Figure 1 is a two-dimensional image of the attenuation coefficients of a plane from the reconstruction of the X-ray tomography data. Note that there are a wide variety of features present in the image. The light areas represent cement paste, the somewhat darker areas are sand grains and the darkest areas are air voids. Inside the air voids are crystalline growths, which most likely are calcium hydroxide or possibly gypsum or ettringite. There is also a crack resulting from the sulfate attack. Notice also the existence of concentric rings, which are an artifact of the tomographical data collection process. Also, there is some noise which may, in part, be due to the local inhomogeneity of the component materials.
Figure 1: Original two-dimensional image obtained from tomography data set.

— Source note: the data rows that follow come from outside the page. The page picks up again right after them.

fn read_segment(path: &Path) -> Result<StoredSegment> {
    let file = File::open(path).map_err(|e| JotError::storage("open segment", path, e))?;
    let len = file
        .metadata()
        .map_err(|e| JotError::storage("stat segment", path, e))?
        .len() as usize;
    if len < HEADER_LEN + FOOTER_LEN {
        return Err(JotError::corrupted(format!(
            "Segment {} is truncated",
            path.display()
        )));
    }

    // Segments are never rewritten in place, only replaced by new files.
    let map = unsafe { Mmap::map(&file) }.map_err(|e| JotError::storage("map segment", path, e))?;

    let (header, body) = unframe(&map, MAGIC_SEGMENT)?;
    let flags = IndexFlags(header.flags);

    let decompressed;
    let bytes = if flags.is_compressed() {
        decompressed = lz4_flex::decompress_size_prepended(body)
            .map_err(|e| JotError::corrupted(format!("Decompression failed: {}", e)))?;
        decompressed.as_slice()
    } else {
        body
    };

    let segment: StoredSegment = bincode::deserialize(bytes)
        .map_err(|e| JotError::corrupted(format!("Segment deserialization failed: {}", e)))?;

    if segment.documents.len() as u64 != header.count {
        return Err(JotError::corrupted(format!(
            "Segment {} header count does not match its documents",
            path.display()
        )));
    }

    Ok(segment)
}

/// Write header, body and checksum footer, then flush to stable storage.
fn write_framed(path: &Path, header: &FileHeader, body: &[u8]) -> Result<()> {
    let file = File::create(path).map_err(|e| JotError::storage("create index file", path, e))?;
    let mut writer = BufWriter::new(file);

    let header_bytes = bincode::serialize(header)?;
    writer.write_all(&header_bytes)?;
    writer.write_all(body)?;

    let checksum = crc32fast::hash(body);
    writer.write_all(&checksum.to_le_bytes())?;
    writer.write_all(MAGIC_FOOTER)?;
    writer.flush()?;

    writer
        .get_ref()
        .sync_all()
        .map_err(|e| JotError::storage("sync index file", path, e))?;
    Ok(())
}

/// Validate framing and return the header with the body slice.
fn unframe<'a>(bytes: &'a [u8], expected_magic: &[u8; 4]) -> Result<(FileHeader, &'a [u8])> {
    if bytes.len() < HEADER_LEN + FOOTER_LEN {
        return Err(JotError::corrupted("Index file is truncated"));
    }

    let header: FileHeader = bincode::deserialize(&bytes[..HEADER_LEN])
        .map_err(|e| JotError::corrupted(format!("Header deserialization failed: {}", e)))?;
    header.validate(expected_magic)?;

    let footer = &bytes[bytes.len() - FOOTER_LEN..];
    if &footer[4..8] != MAGIC_FOOTER {
        return Err(JotError::corrupted("Invalid footer magic bytes"));
    }

    let body = &bytes[HEADER_LEN..bytes.len() - FOOTER_LEN];
    let stored_checksum = u32::from_le_bytes([footer[0], footer[1], footer[2], footer[3]]);
    let computed_checksum = crc32fast::hash(body);
    if stored_checksum != computed_checksum {
        return Err(JotError::corrupted(format!(
            "Checksum mismatch: expected {:08x}, got {:08x}",
            stored_checksum, computed_checksum
        )));
    }

    Ok((header, body))
}

#[cfg(test)]
mod tests {
    use super::*;
    use crate::analyzer::tokenize;
    use crate::types::Timestamp;
    use tempfile::TempDir;

    fn record(name: &str) -> DocumentRecord {
        let ts = Timestamp::parse("20240301093000").unwrap();
        DocumentRecord::new(name, ts.clone(), ts)
    }

    fn build(store: &mut IndexStore, docs: &[(&str, &str)]) {
        store.begin_rebuild().unwrap();
        for (name, content) in docs {
            store.add_document(record(name), &tokenize(content)).unwrap();
        }
        store.commit().unwrap();
    }

    #[test]
    fn test_commit_and_read() {
        let temp_dir = TempDir::new().unwrap();
        let mut store = IndexStore::open_or_create(temp_dir.path().join("index")).unwrap();

        build(&mut store, &[("a.md", "friday report"), ("b.md", "friday standup")]);
        assert!(store.exists());

        let reader = store.open_reader().unwrap();
        assert_eq!(reader.num_docs(), 2);
        assert_eq!(reader.doc_frequency("friday"), 2);
        assert_eq!(reader.generation(), 1);
    }

    #[test]
    fn test_uncompressed_round_trip() {
        let temp_dir = TempDir::new().unwrap();
        let mut store = IndexStore::open_or_create(temp_dir.path().join("index"))
            .unwrap()
            .with_compression(false);

        build(&mut store, &[("a.md", "plain body")]);
        let reader = store.open_reader().unwrap();
        assert_eq!(reader.doc_frequency("plain"), 1);
    }

    #[test]
    fn test_uncommitted_is_not_readable() {
        let temp_dir = TempDir::new().unwrap();
        let mut store = IndexStore::open_or_create(temp_dir.path().join("index")).unwrap();

        store.begin_rebuild().unwrap();
        store.add_document(record("a.md"), &tokenize("draft")).unwrap();

        let result = store.open_reader();
        assert!(matches!(result, Err(JotError::IndexNotCommitted { .. })));
    }

    #[test]
    fn test_missing_index() {
        let temp_dir = TempDir::new().unwrap();
        let store = IndexStore::new(temp_dir.path().join("nowhere"));

        let result = store.open_reader();
        assert!(matches!(result, Err(JotError::IndexNotFound { .. })));
        assert!(!store.exists());
    }

    #[test]
    fn test_empty_commit_is_searchable() {
        let temp_dir = TempDir::new().unwrap();
        let mut store = IndexStore::open_or_create(temp_dir.path().join("index")).unwrap();

        build(&mut store, &[]);
        let reader = store.open_reader().unwrap();
        assert_eq!(reader.num_docs(), 0);
    }

    #[test]
    fn test_append_adds_segment() {
        let temp_dir = TempDir::new().unwrap();
        let mut store = IndexStore::open_or_create(temp_dir.path().join("index")).unwrap();

        build(&mut store, &[("a.md", "first")]);
        store.add_document(record("b.md"), &tokenize("second")).unwrap();
        let commit = store.commit().unwrap();

        assert_eq!(commit.generation, 2);
        assert_eq!(commit.segments.len(), 2);

        let reader = store.open_reader().unwrap();
        assert_eq!(reader.num_docs(), 2);
        assert_eq!(reader.doc_frequency("second"), 1);
    }

    #[test]
    fn test_rebuild_replaces_content_and_keeps_generation_rising() {
        let temp_dir = TempDir::new().unwrap();
        let mut store = IndexStore::open_or_create(temp_dir.path().join("index")).unwrap();

        build(&mut store, &[("a.md", "old content")]);
        build(&mut store, &[("b.md", "new content")]);

        let reader = store.open_reader().unwrap();
        assert_eq!(reader.num_docs(), 1);
        assert_eq!(reader.doc_frequency("old"), 0);
        assert_eq!(reader.doc_frequency("new"), 1);
        assert_eq!(reader.generation(), 2);
    }

    #[test]
    fn test_reader_keeps_snapshot_across_rebuild() {
        let temp_dir = TempDir::new().unwrap();
        let mut store = IndexStore::open_or_create(temp_dir.path().join("index")).unwrap();

        build(&mut store, &[("a.md", "alpha")]);
        let before = store.open_reader().unwrap();

        build(&mut store, &[("b.md", "beta"), ("c.md", "gamma")]);

        assert_eq!(before.num_docs(), 1);
        assert_eq!(before.doc_frequency("alpha"), 1);
        assert_eq!(store.open_reader().unwrap().num_docs(), 2);
    }

    #[test]
    fn test_locked_index_rejects_rebuild() {
        let temp_dir = TempDir::new().unwrap();
        let index_dir = temp_dir.path().join("index");
        let mut store = IndexStore::open_or_create(&index_dir).unwrap();
        build(&mut store, &[("a.md", "keep me")]);

        // Another writer holds the lock.
        fs::write(index_dir.join(LOCK_FILE), b"4242").unwrap();

        let mut other = IndexStore::open_or_create(&index_dir).unwrap();
        let err = other.begin_rebuild().unwrap_err();
        assert!(matches!(err, JotError::IndexLocked { .. }));
        assert!(err.is_storage_error());

        let reader = other.open_reader().unwrap();
        assert_eq!(reader.doc_frequency("keep"), 1);
        assert!(index_dir.join(LOCK_FILE).exists());
    }

    #[cfg(unix)]
    #[test]
    fn test_undeletable_index_survives_rebuild() {
        use std::os::unix::fs::PermissionsExt;

        let temp_dir = TempDir::new().unwrap();
        let parent = temp_dir.path().join("locked");
        fs::create_dir(&parent).unwrap();
        let index_dir = parent.join("index");

        let mut store = IndexStore::open_or_create(&index_dir).unwrap();
        build(&mut store, &[("a.md", "survivor")]);

        fs::set_permissions(&parent, fs::Permissions::from_mode(0o555)).unwrap();

        // Privileged users ignore directory permissions.
        let scratch = parent.join("scratch");
        if fs::write(&scratch, b"").is_ok() {
            let _ = fs::remove_file(&scratch);
            fs::set_permissions(&parent, fs::Permissions::from_mode(0o755)).unwrap();
            return;
        }

        let result = store.begin_rebuild();
        fs::set_permissions(&parent, fs::Permissions::from_mode(0o755)).unwrap();

        let err = result.unwrap_err();
        assert!(err.is_storage_error());
        assert!(!index_dir.join(LOCK_FILE).exists());

        let reader = store.open_reader().unwrap();
        assert_eq!(reader.doc_frequency("survivor"), 1);
    }

    #[test]
    fn test_unremovable_tombstone_keeps_prior_index() {
        let temp_dir = TempDir::new().unwrap();
        let index_dir = temp_dir.path().join("index");
        let mut store = IndexStore::open_or_create(&index_dir).unwrap();
        build(&mut store, &[("a.md", "survivor")]);

        // A file where the stale tombstone directory should be cannot be
        // removed as a directory, whatever the user's privileges.
        let tombstone = temp_dir
            .path()
            .join(format!("index.old-{}", std::process::id()));
        fs::write(&tombstone, b"in the way").unwrap();

        let err = store.begin_rebuild().unwrap_err();
        assert!(err.is_storage_error());
        assert!(!index_dir.join(LOCK_FILE).exists());
        assert!(tombstone.is_file());

        let reader = store.open_reader().unwrap();
        assert_eq!(reader.doc_frequency("survivor"), 1);

        fs::remove_file(&tombstone).unwrap();
        build(&mut store, &[("b.md", "replacement")]);
        let reader = store.open_reader().unwrap();
        assert_eq!(reader.doc_frequency("survivor"), 0);
        assert_eq!(reader.doc_frequency("replacement"), 1);
    }

    #[test]
    fn test_corrupted_commit() {
        let temp_dir = TempDir::new().unwrap();
        let index_dir = temp_dir.path().join("index");
        fs::create_dir_all(&index_dir).unwrap();
        fs::write(index_dir.join(COMMIT_FILE), b"not a valid index file").unwrap();

        let result = IndexStore::open_or_create(&index_dir);
        assert!(matches!(result, Err(JotError::IndexCorrupted { .. })));
    }

    #[test]
    fn test_flipped_segment_byte_is_detected() {
        let temp_dir = TempDir::new().unwrap();
        let index_dir = temp_dir.path().join("index");
        let mut store = IndexStore::open_or_create(&index_dir).unwrap();
        build(&mut store, &[("a.md", "checksum guarded text")]);

        let segment_path = index_dir.join("seg-00000001.jseg");
        let mut bytes = fs::read(&segment_path).unwrap();
        bytes[HEADER_LEN + 2] ^= 0xff;
        fs::write(&segment_path, bytes).unwrap();

        let result = store.open_reader();
        assert!(matches!(result, Err(JotError::IndexCorrupted { .. })));
    }

    #[test]
    fn test_version_mismatch() {
        let temp_dir = TempDir::new().unwrap();
        let index_dir = temp_dir.path().join("index");
        fs::create_dir_all(&index_dir).unwrap();

        let mut header = FileHeader::new(MAGIC_COMMIT, 0, IndexFlags::NONE);
        header.version = INDEX_VERSION + 1;
        write_framed(&index_dir.join(COMMIT_FILE), &header, b"").unwrap();

        let result = IndexStore::open_or_create(&index_dir);
        assert!(matches!(
            result,
            Err(JotError::IndexVersionMismatch { found, .. }) if found == INDEX_VERSION + 1
        ));
    }

    #[test]
    fn test_path_is_a_file() {
        let temp_dir = TempDir::new().unwrap();
        let file_path = temp_dir.path().join("index");
        fs::write(&file_path, b"").unwrap();

        let err = IndexStore::open_or_create(&file_path).unwrap_err();
        assert!(matches!(err, JotError::Storage { .. }));
    }

    #[test]
    fn test_stats_and_clear() {
        let temp_dir = TempDir::new().unwrap();
        let mut store = IndexStore::open_or_create(temp_dir.path().join("index")).unwrap();
        build(&mut store, &[("a.md", "one two"), ("b.md", "two three")]);

        let stats = store.stats().unwrap();
        assert_eq!(stats.documents, 2);
        assert_eq!(stats.terms, 3);
        assert_eq!(stats.segments, 1);
        assert_eq!(stats.version, INDEX_VERSION);

        store.clear().unwrap();
        assert!(!store.exists());
        assert!(!store.dir().exists());
    }

    #[test]
    fn test_header_is_fixed_width() {
        let header = FileHeader::new(MAGIC_SEGMENT, 7, IndexFlags::COMPRESSED_LZ4);
        assert_eq!(bincode::serialize(&header).unwrap().len(), HEADER_LEN);
    }
}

For this preliminary study we decided to subdivide the image into three separate phases: sand, cement paste and air voids. Although there are many other features, as described above, these three phases make the largest volumetric contribution and are clearly (at least to the eye) distinguishable. Once the decision is made to convert the original attenuation coefficients into three phases, a procedure must be developed to decide what voxel (volume element) corresponds to what phase. Due to the noise present in the original image it is not easy to systematically separate the phases. For instance a simple thresholding of the attenuation coefficients, which range in value over two decades, produces an unrealistic image.
In order to produce a more realistic image, a four step image processing procedure was performed. The first step was intended to remove the ringing artifact and some of the local variation from the image. We chose a technique based on the discrete wavelet transform . In many ways the wavelet transform is similar to the Fourier transform. It consists of representing the image as a weighted sum of basis elements. With the Fourier transform, the basis elements are the sine and cosine functions of different frequencies. The wavelet basis elements also have different frequencies. However, unlike the Fourier transform, a wavelet basis element is nonzero only in a finite region. Therefore, high frequency noise can be removed locally instead of globally as in the case of the Fourier transform. As a result, an advantage of the wavelet transform over the Fourier transform is that it is capable of preserving boundaries better. The particular wavelet technique employed is based on the thresholding idea of Donoho .
In Fig. 2 we show a comparison of attenuation profiles before and after the wavelet processing.
Figure 2: Attenuation profiles of Figure 1 along a vertical line before (top) and after (bottom) wavelet filtering.
Clearly plateaus are beginning to form that correspond to the different phases. Also the boundaries are generally preserved. For instance the rapid fluctuation of attenuation coefficients around voxels 190 to 200 has not been diminished. This fluctuation corresponds to the two small air voids in the original image.
Next thresholding was preformed on the image to segment it into the three phases. We found there was still some spurious noise which was cleared up with use of a median filter .
The final stage removed the unphysical presence of a band of sand surrounding air voids. This is due to the interpolation of the attenuation coefficient in regions where air voids border the cement paste. To remove the bordering of spurious sand, the regions near the sand-air void boundary were dilated (i.e., sand regions neighboring air-void were converted to air-void). Figure 3 shows the final processed image.
Figure 3: Final processed image. Black corresponds to air voids, grey to sand and white to cement paste.
Once all the images had been processed, we then determined the ratio of sand to cement in the three dimensional reconstruction of the mortar and found it was in excellent agreement with the mix design (i.e., 55 volume % sand, 45 volume % paste). We are currently studying the sand grain size distribution. Here, there is the difficulty that one must carefully separate touching sand grains. However, our preliminary studies, employing watershed segmentation techniques  are encouraging.